Le Covid-19 aura des répercussions très importantes sur l’histoire du monde de ce début de XXIe siècle. Impacts sociologiques, économiques mais aussi et surtout sur les modes de pensée, tout comme l’ont fait précédemment les deux conflits mondiaux, la crise de 29, Mai 68… Toute forme de crise implique une révolution. Nous ne savons pas encore quelles en seront les séquelles mais elles seront graves et demanderont que notre comportement, nos attentes, nos rêves demandent plus de solidarité, sacrifices, constance, énergie dans nos revendications. Il pourrait peut-être en ressortir un monde transformé vers des valeurs meilleures qui correspondent aux attentes principales de la population mondiale, de la jeunesse actuelle, révoltées contre les injustices, les principaux problèmes de l’humanité qui sont la pauvreté, le changement climatique, la violence, la cupidité du monde financier. Ces semaines de difficultés, de pandémie, de décès, de confinement ont prouvé l’élan solidaire que chacun porte en soi. Cela a naturellement un impact sur ma réflexion, sur mes décisions et mon engagement en tant que photographe.
Pour ce qui est de a structure du marché de l’art contemporain je ne possède pas les éléments pour prédire l’avenir. Je suppose que, comme dans toutes les crises économiques, il subira de grandes difficultés et des transformations. Je pense que le gouvernement à très clairement identifié la nécessité du collectif artistique d’un appui à la création, à l’éducation, aux institutions, au marché de l’art pour éviter l’hécatombe et la désertification, mais l’hémorragie générale dans l’édifice social est de telle envergure que je pense que ces aides tarderont à arriver. Je souhaite qu’elles puissent secourir ceux qui en ont le plus besoin.
Croyez-vous que le format traditionnel des galeries d’art va survivre à la crise économique provoquée par le Covid-19 ? Quels sont les agents du marché de l’art qui vont avoir le plus de poids dans ces deux prochaines années ?
Je n’en sais rien. Le monde est en perpétuelle évolution et le format traditionnel est appelé à changer. Ce qui est certain c’est qu’il y a une tendance exagérée à divulguer le travail des artistes par Internet et beaucoup de galeries, musées se vident de leur public, ce qui est dommage. Le travail d’un artiste se découvre avant tout à pied d’œuvre, in situ, en confrontation.
Avez-vous pensé à introduire une stratégie digitale pour la diffusion de votre œuvre ?

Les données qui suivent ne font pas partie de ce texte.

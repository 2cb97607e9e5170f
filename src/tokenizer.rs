//! Quote-aware splitting of a single CSV line.
//!
//! The scanner is a single forward pass over the characters of a line:
//!
//! - `\"` is an escaped quote and appends a literal `"`
//! - `""` inside a quoted section appends a literal `"`
//! - any other `"` toggles the quoted state
//! - `,` outside quotes terminates the current field
//!
//! The quoted state is never reset within a line. A line with an odd number of
//! toggling quotes therefore treats every later comma as field content; callers
//! can detect this through [`Fields::finish`].

use once_cell::sync::Lazy;
use regex::Regex;
use std::iter::Peekable;
use std::str::Chars;

static WRAPPING_QUOTES: Lazy<Regex> = Lazy::new(|| Regex::new(r#"(?s)^"(.*)"$"#).unwrap());

/// Iterator over the raw fields of one line, in order.
pub struct Fields<'a> {
    chars: Peekable<Chars<'a>>,
    in_quotes: bool,
    done: bool,
}

impl<'a> Fields<'a> {
    fn new(line: &'a str) -> Self {
        Self {
            chars: line.chars().peekable(),
            in_quotes: false,
            done: false,
        }
    }

    /// Whether the scanner is currently inside a quoted section.
    ///
    /// After the last field has been yielded this reports an unbalanced line.
    pub fn in_quotes(&self) -> bool {
        self.in_quotes
    }

    /// Consumes the remaining fields; `true` when every toggling quote was matched.
    pub fn finish(mut self) -> bool {
        self.by_ref().for_each(drop);
        !self.in_quotes
    }
}

impl Iterator for Fields<'_> {
    type Item = String;

    fn next(&mut self) -> Option<String> {
        if self.done {
            return None;
        }

        let mut field = String::new();
        while let Some(c) = self.chars.next() {
            match c {
                '\\' if self.chars.peek() == Some(&'"') => {
                    self.chars.next();
                    field.push('"');
                }
                '"' => {
                    if self.in_quotes && self.chars.peek() == Some(&'"') {
                        self.chars.next();
                        field.push('"');
                    } else {
                        self.in_quotes = !self.in_quotes;
                    }
                }
                ',' if !self.in_quotes => return Some(field),
                _ => field.push(c),
            }
        }

        self.done = true;
        Some(field)
    }
}

/// Splits `line` into raw field values.
///
/// An empty line yields a single empty field.
pub fn fields(line: &str) -> Fields<'_> {
    Fields::new(line)
}

/// Strips one pair of wrapping quotes and drops empty values.
pub fn clean_value(raw: &str) -> Option<String> {
    let value = match WRAPPING_QUOTES.captures(raw) {
        Some(caps) => caps.get(1).map_or("", |m| m.as_str()),
        None => raw,
    };
    if value.is_empty() {
        None
    } else {
        Some(value.to_string())
    }
}

/// Returns the cleaned value of the field at `index`, or `None` when the line
/// has fewer fields or the value is empty.
pub fn field(line: &str, index: usize) -> Option<String> {
    fields(line).nth(index).and_then(|raw| clean_value(&raw))
}

#[cfg(test)]
mod tests {
    use super::*;

    fn split(line: &str) -> Vec<String> {
        fields(line).collect()
    }

    #[test]
    fn splits_plain_fields() {
        assert_eq!(split("a,b,c"), vec!["a", "b", "c"]);
    }

    #[test]
    fn empty_line_is_one_empty_field() {
        assert_eq!(split(""), vec![""]);
    }

    #[test]
    fn trailing_comma_yields_empty_field() {
        assert_eq!(split("a,"), vec!["a", ""]);
    }

    #[test]
    fn quoted_comma_stays_in_field() {
        assert_eq!(split(r#"1,"a,b",c"#), vec!["1", "a,b", "c"]);
    }

    #[test]
    fn doubled_quote_inside_quotes_is_literal() {
        assert_eq!(split(r#""say ""hi""",x"#), vec![r#"say "hi""#, "x"]);
    }

    #[test]
    fn backslash_quote_is_literal() {
        assert_eq!(split(r#"1,ab\"cd"#), vec!["1", r#"ab"cd"#]);
    }

    #[test]
    fn backslash_without_quote_is_kept() {
        assert_eq!(split(r"a\b,c"), vec![r"a\b", "c"]);
    }

    #[test]
    fn unbalanced_quote_swallows_rest_of_line() {
        let mut scan = fields(r#"1,"0xABC,2,3"#);
        assert_eq!(scan.next().as_deref(), Some("1"));
        assert_eq!(scan.next().as_deref(), Some("0xABC,2,3"));
        assert_eq!(scan.next(), None);
        assert!(scan.in_quotes());
    }

    #[test]
    fn field_by_index() {
        assert_eq!(field(r#"1,"0xABC""#, 1).as_deref(), Some("0xABC"));
        assert_eq!(field("2,0xDEF", 1).as_deref(), Some("0xDEF"));
        assert_eq!(field("2,0xDEF", 0).as_deref(), Some("2"));
    }

    #[test]
    fn missing_field_is_none() {
        assert_eq!(field("only", 1), None);
    }

    #[test]
    fn empty_field_is_dropped() {
        assert_eq!(field("1,,3", 1), None);
        assert_eq!(field(r#"1,"",3"#, 1), None);
    }

    #[test]
    fn triple_quoted_value_loses_wrapping_quotes() {
        // """x""" scans to "x", which is then unwrapped once
        assert_eq!(field(r#"1,"""0xABC""""#, 1).as_deref(), Some("0xABC"));
    }

    #[test]
    fn clean_value_strips_only_one_pair() {
        assert_eq!(clean_value(r#"""x"""#).as_deref(), Some(r#""x""#));
        assert_eq!(clean_value(r#""x"#).as_deref(), Some(r#""x"#));
        assert_eq!(clean_value(r#"""#).as_deref(), Some(r#"""#));
        assert_eq!(clean_value(r#""""#), None);
    }

    #[test]
    fn escaped_quote_survives_extraction() {
        assert_eq!(field(r#"1,0x\"AB"#, 1).as_deref(), Some(r#"0x"AB"#));
    }

    #[test]
    fn finish_reports_balance() {
        assert!(fields(r#"1,"a,b",c"#).finish());
        assert!(fields(r#"1,ab\"c"#).finish());
        assert!(!fields(r#"1,"abc"#).finish());

        let mut scan = fields(r#""x",y,"z"#);
        assert_eq!(scan.next().as_deref(), Some("x"));
        assert!(!scan.finish());
    }
}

Aucune. Je ne suis pas sur les réseaux sociaux. Je suis sur le terrain. Priorités : travailler, découvrir, connaître, créer.
La crise économique du Covid-19 est-elle opportunité pour créer un syndicat d’artistes visuels en Espagne pour soutenir la créativité dans un secteur qui est déjà marqué par un haut degré d’informalité et de précarité ?
Je pense que le collectif artistique gagnera beaucoup en associant les nombreuses idées, les expériences, les revendications de chacun et cela si nous restons unis et solidaires, entre nous, mais aussi avec le reste de la société. Pour demain.